ACTIVITY =>
Please report every line in the entries that contains the string "return".

DATA RECORDS =>
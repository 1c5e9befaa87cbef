//! Report Service
//!
//! Writes ranked rows to an xlsx workbook with one sheet per category.
//! Inside a sheet each instrument gets its own block: a header row, then
//! its rows in date order, then three blank rows.

use crate::config::{exchange_today, format_date};
use crate::error::{AppError, Result};
use crate::models::{InstrumentScore, RankedBar};
use rust_xlsxwriter::{Format, Workbook, Worksheet};
use std::cmp::Ordering;
use std::collections::{HashMap, HashSet};
use std::path::{Path, PathBuf};
use tracing::{debug, info};

/// Zero-based position of the first block (cell B2)
const FIRST_ROW: u32 = 1;
const FIRST_COL: u16 = 1;

/// Blank rows between two instrument blocks
const BLOCK_GAP: u32 = 3;

const MAX_SHEET_NAME: usize = 31;

const HEADERS: [&str; 22] = [
    "category",
    "name",
    "code",
    "trade_date",
    "open",
    "high",
    "low",
    "close",
    "pre_close",
    "change",
    "pct_chg",
    "vol",
    "amount",
    "limit_up_price",
    "amount_change",
    "volume_trend",
    "price_trend",
    "limit_up_today",
    "limit_up_yesterday",
    "signal",
    "index1",
    "index2",
];

/// Make a category label usable as a worksheet name
///
/// Characters Excel rejects become `_`, as do leading and trailing
/// apostrophes. The result is at most 31 characters and never empty.
pub fn sanitize_sheet_name(name: &str) -> String {
    let mut sanitized: String = name
        .chars()
        .map(|c| match c {
            '/' | '\\' | ':' | '*' | '?' | '"' | '<' | '>' | '|' | '[' | ']' => '_',
            c => c,
        })
        .take(MAX_SHEET_NAME)
        .collect();

    if sanitized.starts_with('\'') {
        sanitized.replace_range(..1, "_");
    }
    if sanitized.ends_with('\'') {
        sanitized.pop();
        sanitized.push('_');
    }

    if sanitized.trim().is_empty() {
        "Sheet".to_string()
    } else {
        sanitized
    }
}

/// Sheet name not yet taken, compared case-insensitively like Excel does
fn unique_sheet_name(base: &str, used: &mut HashSet<String>) -> String {
    if used.insert(base.to_lowercase()) {
        return base.to_string();
    }

    let mut n = 2;
    loop {
        let suffix = format!("_{}", n);
        let keep = MAX_SHEET_NAME - suffix.chars().count();
        let candidate: String = base.chars().take(keep).chain(suffix.chars()).collect();
        if used.insert(candidate.to_lowercase()) {
            return candidate;
        }
        n += 1;
    }
}

/// index1 desc, index2 desc with missing last, code asc
fn rank_order(a: (&str, InstrumentScore), b: (&str, InstrumentScore)) -> Ordering {
    let (code_a, score_a) = a;
    let (code_b, score_b) = b;

    score_b
        .index1
        .cmp(&score_a.index1)
        .then_with(|| match (score_a.index2, score_b.index2) {
            (Some(x), Some(y)) => y.total_cmp(&x),
            (Some(_), None) => Ordering::Less,
            (None, Some(_)) => Ordering::Greater,
            (None, None) => Ordering::Equal,
        })
        .then_with(|| code_a.cmp(code_b))
}

/// Rows of one category grouped per instrument, in report order
struct CategoryPage<'a> {
    category: &'a str,
    blocks: Vec<Vec<&'a RankedBar>>,
}

/// Report service for business logic
pub struct ReportService;

impl ReportService {
    /// Write the report and return its path
    ///
    /// The file is `<file_name>.xlsx` inside `output_dir`; without a name the
    /// current exchange date (YYYYMMDD) is used.
    pub fn write(ranked: &[RankedBar], output_dir: &Path, file_name: Option<&str>) -> Result<PathBuf> {
        if ranked.is_empty() {
            return Err(AppError::Validation("No rows to report".to_string()));
        }

        let stem = match file_name {
            Some(name) if !name.trim().is_empty() => name.trim().to_string(),
            _ => format_date(exchange_today()),
        };
        let path = output_dir.join(format!("{}.xlsx", stem));

        info!(
            "ReportService::write - {} rows to {}",
            ranked.len(),
            path.display()
        );

        std::fs::create_dir_all(output_dir)?;

        let pages = Self::paginate(ranked);
        let header_format = Format::new().set_bold();
        let mut used_names = HashSet::new();
        let mut workbook = Workbook::new();

        for page in &pages {
            let sheet_name = unique_sheet_name(&sanitize_sheet_name(page.category), &mut used_names);
            debug!(
                "Sheet '{}' for category '{}': {} instruments",
                sheet_name,
                page.category,
                page.blocks.len()
            );

            let worksheet = workbook.add_worksheet();
            worksheet.set_name(&sheet_name)?;

            let mut row = FIRST_ROW;
            for block in &page.blocks {
                Self::write_header(worksheet, row, &header_format)?;
                for (offset, bar) in block.iter().enumerate() {
                    Self::write_row(worksheet, row + 1 + offset as u32, bar)?;
                }
                row += 1 + block.len() as u32 + BLOCK_GAP;
            }
        }

        workbook.save(&path)?;

        info!("Report written: {} sheets", pages.len());
        Ok(path)
    }

    /// Group by category (first appearance) then by instrument (rank order)
    fn paginate(ranked: &[RankedBar]) -> Vec<CategoryPage<'_>> {
        let mut order: Vec<&str> = Vec::new();
        let mut by_category: HashMap<&str, HashMap<&str, Vec<&RankedBar>>> = HashMap::new();

        for bar in ranked {
            let category = bar.row.category.as_str();
            if !by_category.contains_key(category) {
                order.push(category);
            }
            by_category
                .entry(category)
                .or_default()
                .entry(bar.row.code())
                .or_default()
                .push(bar);
        }

        order
            .into_iter()
            .map(|category| {
                let mut blocks: Vec<Vec<&RankedBar>> =
                    by_category.remove(category).unwrap_or_default().into_values().collect();

                for block in &mut blocks {
                    block.sort_by_key(|b| b.row.trade_date());
                }
                blocks.sort_by(|a, b| {
                    rank_order((a[0].row.code(), a[0].score), (b[0].row.code(), b[0].score))
                });

                CategoryPage { category, blocks }
            })
            .collect()
    }

    fn write_header(worksheet: &mut Worksheet, row: u32, format: &Format) -> Result<()> {
        for (i, header) in HEADERS.iter().enumerate() {
            worksheet.write_string_with_format(row, FIRST_COL + i as u16, *header, format)?;
        }
        Ok(())
    }

    fn write_row(worksheet: &mut Worksheet, row: u32, ranked: &RankedBar) -> Result<()> {
        let flagged = &ranked.row;
        let bar = &flagged.bar;
        let col = |i: u16| FIRST_COL + i;

        worksheet.write_string(row, col(0), &flagged.category)?;
        worksheet.write_string(row, col(1), &flagged.name)?;
        worksheet.write_string(row, col(2), &bar.code)?;
        worksheet.write_string(row, col(3), format_date(bar.trade_date))?;

        let prices = [
            bar.open,
            bar.high,
            bar.low,
            bar.close,
            bar.pre_close,
            bar.change,
            bar.pct_chg,
            bar.vol,
            bar.amount,
            flagged.limit_up_price,
        ];
        for (i, value) in prices.iter().enumerate() {
            worksheet.write_number(row, col(4 + i as u16), *value)?;
        }

        if let Some(change) = flagged.amount_change {
            worksheet.write_number(row, col(14), change)?;
        }
        let volume = flagged.volume_trend.label();
        if !volume.is_empty() {
            worksheet.write_string(row, col(15), volume)?;
        }
        let price = flagged.price_trend.label();
        if !price.is_empty() {
            worksheet.write_string(row, col(16), price)?;
        }

        worksheet.write_boolean(row, col(17), flagged.limit_up_today)?;
        if let Some(yesterday) = flagged.limit_up_yesterday {
            worksheet.write_boolean(row, col(18), yesterday)?;
        }
        worksheet.write_boolean(row, col(19), flagged.signal)?;

        worksheet.write_number(row, col(20), f64::from(ranked.score.index1))?;
        if let Some(index2) = ranked.score.index2 {
            worksheet.write_number(row, col(21), index2)?;
        }

        Ok(())
    }
}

TASK SOLUTION =>
        return base.to_string();
            return candidate;
    /// Write the report and return its path
            return Err(AppError::Validation("No rows to report".to_string()));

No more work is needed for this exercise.